Protein Kinase CK2 Controls Ca(V)2.1-Dependent Calcium Currents and Insulin Release in Pancreatic β-cells

The regulation of insulin biosynthesis and secretion in pancreatic β-cells is essential for glucose homeostasis in humans. Previous findings point to the highly conserved, ubiquitously expressed serine/threonine kinase CK2 as having a negative regulatory impact on this regulation. In the cell culture model of rat pancreatic β-cells INS-1, insulin secretion is enhanced after CK2 inhibition. This enhancement is preceded by a rise in the cytosolic Ca(2+) concentration. Here, we identified the serine residues S(2362) and S(2364) of the voltage-dependent calcium channel Ca(V)2.1 as targets of CK2 phosphorylation. Furthermore, co-immunoprecipitation experiments revealed that Ca(V)2.1 binds to CK2 in vitro and in vivo.
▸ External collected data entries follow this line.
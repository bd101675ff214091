// src/board.rs
use serde::{Deserialize, Serialize};
use std::fmt;

use crate::types::{Color, Piece, PieceKind, Square};

const BACK_ROW: [PieceKind; 8] = [
    PieceKind::Rook, PieceKind::Knight, PieceKind::Bishop, PieceKind::Queen,
    PieceKind::King, PieceKind::Bishop, PieceKind::Knight, PieceKind::Rook,
];

/// Column the king starts on.
pub const KING_START_COL: u8 = 4;

/// 8x8 grid of optional pieces, indexed `[row][col]`.
#[derive(Debug, Serialize, Deserialize, Copy, Clone, PartialEq, Eq, Hash)]
pub struct Board {
    cells: [[Option<Piece>; 8]; 8],
}

impl Default for Board {
    fn default() -> Self { Board::empty() }
}

impl Board {
    pub fn empty() -> Self {
        Board { cells: [[None; 8]; 8] }
    }

    /// Creates the standard starting position.
    pub fn initial() -> Self {
        let mut board = Board::empty();
        for col in 0..8u8 {
            let kind = BACK_ROW[col as usize];
            board.set(Square::new(Color::White.back_row(), col), Some(Piece::new(kind, Color::White)));
            board.set(Square::new(Color::White.pawn_start_row(), col), Some(Piece::new(PieceKind::Pawn, Color::White)));
            board.set(Square::new(Color::Black.pawn_start_row(), col), Some(Piece::new(PieceKind::Pawn, Color::Black)));
            board.set(Square::new(Color::Black.back_row(), col), Some(Piece::new(kind, Color::Black)));
        }
        board
    }

    /// Builds a board from `(square, piece)` pairs written algebraically,
    /// e.g. `[("e1", 'K'), ("e8", 'k')]`. Unparseable entries are skipped.
    pub fn from_pieces(pieces: &[(&str, char)]) -> Self {
        let mut board = Board::empty();
        for (name, symbol) in pieces {
            if let (Some(sq), Some(piece)) = (Square::from_algebraic(name), Piece::from_char(*symbol)) {
                board.set(sq, Some(piece));
            }
        }
        board
    }

    /// Off-board squares read as empty.
    #[inline]
    pub fn get(&self, sq: Square) -> Option<Piece> {
        if !sq.is_on_board() { return None; }
        self.cells[sq.row as usize][sq.col as usize]
    }

    /// Writes to an off-board square are ignored.
    #[inline]
    pub fn set(&mut self, sq: Square, piece: Option<Piece>) {
        if sq.is_on_board() {
            self.cells[sq.row as usize][sq.col as usize] = piece;
        }
    }

    /// Removes and returns whatever stands on `sq`.
    pub fn take(&mut self, sq: Square) -> Option<Piece> {
        if !sq.is_on_board() { return None; }
        self.cells[sq.row as usize][sq.col as usize].take()
    }

    pub fn is_empty(&self, sq: Square) -> bool {
        self.get(sq).is_none()
    }

    /// Copy of the grid for presentation layers.
    pub fn cells(&self) -> [[Option<Piece>; 8]; 8] {
        self.cells
    }

    /// Iterates over occupied squares, a1 first.
    pub fn pieces(&self) -> impl Iterator<Item = (Square, Piece)> + '_ {
        Square::all().filter_map(move |sq| self.get(sq).map(|p| (sq, p)))
    }

    pub fn find_king(&self, color: Color) -> Option<Square> {
        self.pieces()
            .find(|(_, p)| p.kind == PieceKind::King && p.color == color)
            .map(|(sq, _)| sq)
    }

    pub fn piece_count(&self) -> usize {
        self.pieces().count()
    }
}

impl fmt::Display for Board {
    fn fmt(&self, f: &mut fmt::Formatter<'_>) -> fmt::Result {
        writeln!(f, "  +-----------------+")?;
        for row in (0..8u8).rev() {
            write!(f, "{} | ", row + 1)?;
            for col in 0..8u8 {
                match self.get(Square::new(row, col)) {
                    Some(piece) => write!(f, "{} ", piece)?,
                    None => write!(f, ". ")?,
                }
            }
            writeln!(f, "|")?;
        }
        writeln!(f, "  +-----------------+")?;
        write!(f, "    a b c d e f g h")
    }
}
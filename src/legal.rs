// src/legal.rs
//
// The single legality gate. Candidates come from the pseudo-legal generator
// and are simulated on a copy of the position; the caller's position is
// never touched.
use tracing::trace;

use crate::attacks::is_in_check;
use crate::movegen::{pseudo_legal_moves, GenMode};
use crate::moves::{Move, MoveKind};
use crate::position::Position;
use crate::types::{Color, Square};

/// Legal moves for the piece on `from`, regardless of whose turn it is.
pub fn legal_moves(pos: &Position, from: Square) -> Vec<Move> {
    let Some(piece) = pos.board.get(from) else { return Vec::new() };
    pseudo_legal_moves(pos, from, GenMode::Moves)
        .into_iter()
        .filter(|mv| {
            let leaves_check = leaves_king_in_check(pos, mv, piece.color);
            if leaves_check {
                trace!(%mv, "discarded, leaves king in check");
            }
            !leaves_check
        })
        .collect()
}

/// Every legal move for `color`.
pub fn all_legal_moves(pos: &Position, color: Color) -> Vec<Move> {
    pos.board
        .pieces()
        .filter(|(_, p)| p.color == color)
        .flat_map(|(sq, _)| legal_moves(pos, sq))
        .collect()
}

/// True when no piece of `color` has a legal move. Stops at the first one found.
pub fn has_no_legal_moves(pos: &Position, color: Color) -> bool {
    !pos.board
        .pieces()
        .filter(|(_, p)| p.color == color)
        .any(|(sq, _)| !legal_moves(pos, sq).is_empty())
}

fn leaves_king_in_check(pos: &Position, mv: &Move, color: Color) -> bool {
    let mut scratch = *pos;
    let board = &mut scratch.board;
    let mover = board.take(mv.from);
    board.set(mv.to, mover);
    match mv.kind {
        MoveKind::EnPassantCapture { captured } => board.set(captured, None),
        MoveKind::Castle { rook_from, rook_to } => {
            let rook = board.take(rook_from);
            board.set(rook_to, rook);
        }
        _ => {}
    }
    is_in_check(&scratch, color)
}

#[cfg(test)]
mod tests {
    use super::*;
    use crate::board::Board;

    fn sq(name: &str) -> Square {
        Square::from_algebraic(name).unwrap()
    }

    #[test]
    fn start_position_has_twenty_moves() {
        let pos = Position::initial();
        assert_eq!(all_legal_moves(&pos, Color::White).len(), 20);
        assert_eq!(all_legal_moves(&pos, Color::Black).len(), 20);
    }

    #[test]
    fn pinned_piece_may_only_move_along_pin() {
        let board = Board::from_pieces(&[("e1", 'K'), ("e4", 'R'), ("e8", 'r'), ("a8", 'k')]);
        let pos = Position::from_board(board, Color::White);
        let moves = legal_moves(&pos, sq("e4"));
        assert!(!moves.is_empty());
        assert!(moves.iter().all(|m| m.to.col == 4));
    }

    #[test]
    fn king_cannot_step_into_attack() {
        let board = Board::from_pieces(&[("e1", 'K'), ("d8", 'r'), ("h8", 'k')]);
        let pos = Position::from_board(board, Color::White);
        let moves = legal_moves(&pos, sq("e1"));
        assert!(moves.iter().all(|m| m.to.col != 3));
        assert_eq!(moves.len(), 3); // e2, f1, f2
    }

    #[test]
    fn en_passant_exposing_king_is_rejected() {
        // Both pawns leave the fifth rank, opening the rook onto the king.
        let board = Board::from_pieces(&[("a5", 'K'), ("b5", 'P'), ("c5", 'p'), ("h5", 'r'), ("h8", 'k')]);
        let mut pos = Position::from_board(board, Color::White);
        pos.en_passant = Some(sq("c6"));
        let moves = legal_moves(&pos, sq("b5"));
        assert!(moves.iter().all(|m| !matches!(m.kind, MoveKind::EnPassantCapture { .. })));
        assert!(moves.iter().any(|m| m.to == sq("b6")));
    }

    #[test]
    fn simulation_leaves_position_untouched() {
        let pos = Position::initial();
        let before = pos;
        let _ = all_legal_moves(&pos, Color::White);
        assert_eq!(pos, before);
    }

    #[test]
    fn empty_square_has_no_moves() {
        assert!(legal_moves(&Position::initial(), sq("e4")).is_empty());
    }
}
use serde::Serialize;

/// Which downstream decoder a playable source belongs to
#[derive(Debug, Clone, Copy, PartialEq, Eq, Serialize)]
#[serde(rename_all = "lowercase")]
pub enum DecoderKind {
    /// Encrypted delivery API (RPM Share)
    Primary,
    /// Third-party web player (Videa)
    Secondary,
}

/// Identifier recovered from a content page, tagged by decoder
#[derive(Debug, Clone, PartialEq, Eq)]
pub enum PlayableSource {
    /// Opaque video id consumed by the delivery API
    Primary { token: String },
    /// Embed id consumed directly as a web player URL
    Secondary { embed_id: String },
}

impl PlayableSource {
    pub fn primary(token: impl Into<String>) -> Self {
        Self::Primary {
            token: token.into(),
        }
    }

    pub fn secondary(embed_id: impl Into<String>) -> Self {
        Self::Secondary {
            embed_id: embed_id.into(),
        }
    }

    pub fn decoder(&self) -> DecoderKind {
        match self {
            Self::Primary { .. } => DecoderKind::Primary,
            Self::Secondary { .. } => DecoderKind::Secondary,
        }
    }
}

impl std::fmt::Display for PlayableSource {
    fn fmt(&self, f: &mut std::fmt::Formatter<'_>) -> std::fmt::Result {
        match self {
            Self::Primary { token } => write!(f, "primary:{}", token),
            Self::Secondary { embed_id } => write!(f, "secondary:{}", embed_id),
        }
    }
}

/// How a variant URL must be played
#[derive(Debug, Clone, Copy, PartialEq, Eq, Serialize)]
#[serde(rename_all = "lowercase")]
pub enum ContainerKind {
    /// HLS playlist, playable by a raw media player
    Hls,
    /// Web player page, needs a web view
    Web,
}

#[derive(Debug, Clone, PartialEq, Eq, Serialize)]
#[serde(rename_all = "camelCase")]
pub struct StreamVariant {
    pub url: String,
    pub quality_label: String,
    pub container_kind: ContainerKind,
}

impl StreamVariant {
    pub fn is_directly_embeddable(&self) -> bool {
        self.container_kind != ContainerKind::Web
    }
}

#[derive(Debug, Clone, PartialEq, Eq, Serialize)]
pub struct SubtitleTrack {
    pub url: String,
    #[serde(rename = "lang")]
    pub language_code: String,
}

/// Final pipeline output
#[derive(Debug, Clone, PartialEq, Eq, Serialize)]
pub struct StreamBundle {
    pub title: String,
    pub decoder: DecoderKind,
    pub variants: Vec<StreamVariant>,
    pub subtitles: Vec<SubtitleTrack>,
}

impl StreamBundle {
    /// Copy of this bundle carrying `title`
    pub fn with_title(self, title: impl Into<String>) -> Self {
        Self {
            title: title.into(),
            ..self
        }
    }
}
//! Stremio protocol shaping: addon manifest and `/stream` entries

use std::collections::BTreeMap;

use crate::config::Config;
use crate::models::{
    DecoderKind, Manifest, ManifestBehaviorHints, ProxyHeaders, StreamBehaviorHints,
    StreamBundle, StremioStream,
};

pub const ADDON_ID: &str = "streamapp.magyarfilmeksorozatok.hdmozi";
pub const ADDON_NAME: &str = "HDMozi→RPM Magyar";

pub fn manifest() -> Manifest {
    Manifest {
        id: ADDON_ID.to_string(),
        version: env!("CARGO_PKG_VERSION").to_string(),
        name: ADDON_NAME.to_string(),
        description: "Magyar filmek és sorozatok a HDMozi oldalról, RPM Share lejátszóval"
            .to_string(),
        logo: "https://dl.stremio.com/addon-logo.png".to_string(),
        background: "https://dl.stremio.com/addon-background.jpg".to_string(),
        resources: vec!["stream".to_string()],
        types: vec!["movie".to_string(), "series".to_string()],
        catalogs: Vec::new(),
        id_prefixes: vec!["tt".to_string()],
        behavior_hints: ManifestBehaviorHints {
            configurable: false,
            configuration_required: false,
        },
    }
}

/// Request headers a player needs to fetch streams from `decoder`
fn playback_headers(decoder: DecoderKind, config: &Config) -> BTreeMap<String, String> {
    let mut headers = BTreeMap::new();
    match decoder {
        DecoderKind::Primary => {
            let base = config.rpm.base_url.trim_end_matches('/');
            headers.insert("User-Agent".to_string(), config.rpm.user_agent.clone());
            headers.insert("Referer".to_string(), format!("{}/", base));
            headers.insert("Origin".to_string(), base.to_string());
        }
        DecoderKind::Secondary => {
            headers.insert("User-Agent".to_string(), config.site.user_agent.clone());
            headers.insert("Referer".to_string(), config.videa.referer.clone());
        }
    }
    headers
}

/// One stream entry per variant, in bundle order
pub fn to_streams(bundle: &StreamBundle, config: &Config) -> Vec<StremioStream> {
    let headers = playback_headers(bundle.decoder, config);

    bundle
        .variants
        .iter()
        .map(|variant| StremioStream {
            name: ADDON_NAME.to_string(),
            title: format!("🇭🇺 {} • {}", bundle.title, variant.quality_label),
            url: variant.url.clone(),
            subtitles: bundle.subtitles.clone(),
            behavior_hints: StreamBehaviorHints {
                proxy_headers: ProxyHeaders {
                    request: headers.clone(),
                },
                not_web_ready: !variant.is_directly_embeddable(),
            },
        })
        .collect()
}

#[cfg(test)]
mod tests {
    use super::*;
    use crate::models::{ContainerKind, StreamVariant, SubtitleTrack};

    fn variant(url: &str, quality: &str, kind: ContainerKind) -> StreamVariant {
        StreamVariant {
            url: url.to_string(),
            quality_label: quality.to_string(),
            container_kind: kind,
        }
    }

    #[test]
    fn test_manifest_shape() {
        let json = serde_json::to_value(manifest()).unwrap();
        assert_eq!(json["id"], ADDON_ID);
        assert_eq!(json["resources"], serde_json::json!(["stream"]));
        assert_eq!(json["types"], serde_json::json!(["movie", "series"]));
        assert_eq!(json["idPrefixes"], serde_json::json!(["tt"]));
        assert_eq!(json["catalogs"], serde_json::json!([]));
        assert_eq!(json["behaviorHints"]["configurable"], false);
    }

    #[test]
    fn test_primary_streams_carry_provider_headers() {
        let config = Config::for_mock("https://rpm.example");
        let bundle = StreamBundle {
            title: "Dűne (2021)".to_string(),
            decoder: DecoderKind::Primary,
            variants: vec![
                variant("http://1.2.3.4/1080.m3u8", "1080p", ContainerKind::Hls),
                variant("http://1.2.3.4/720.m3u8", "720p", ContainerKind::Hls),
            ],
            subtitles: vec![SubtitleTrack {
                url: "https://rpm.example/sub.vtt".to_string(),
                language_code: "hun".to_string(),
            }],
        };

        let streams = to_streams(&bundle, &config);
        assert_eq!(streams.len(), 2);
        assert_eq!(streams[0].title, "🇭🇺 Dűne (2021) • 1080p");
        assert_eq!(streams[1].url, "http://1.2.3.4/720.m3u8");

        let json = serde_json::to_value(&streams[0]).unwrap();
        let request = &json["behaviorHints"]["proxyHeaders"]["request"];
        assert_eq!(request["Referer"], "https://rpm.example/");
        assert_eq!(request["Origin"], "https://rpm.example");
        assert_eq!(json["behaviorHints"]["notWebReady"], false);
        assert_eq!(json["subtitles"][0]["lang"], "hun");
    }

    #[test]
    fn test_web_player_stream_not_web_ready() {
        let config = Config::for_mock("https://rpm.example");
        let bundle = StreamBundle {
            title: "Film".to_string(),
            decoder: DecoderKind::Secondary,
            variants: vec![variant(
                "https://videa.hu/player?v=abc&platform=mobile",
                "auto",
                ContainerKind::Web,
            )],
            subtitles: Vec::new(),
        };

        let streams = to_streams(&bundle, &config);
        assert!(streams[0].behavior_hints.not_web_ready);
        let request = &streams[0].behavior_hints.proxy_headers.request;
        assert_eq!(request.get("Referer").map(String::as_str), Some("https://videa.hu/"));
        assert!(!request.contains_key("Origin"));
    }
}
Ca(V)2.1 knockdown experiments showed that the increase in the intracellular Ca(2+) concentration, followed by an enhanced insulin secretion upon CK2 inhibition, is due to a Ca(2+) influx through Ca(V)2.1 channels. In summary, our results point to a modulating role of CK2 in the Ca(V)2.1-mediated exocytosis of insulin.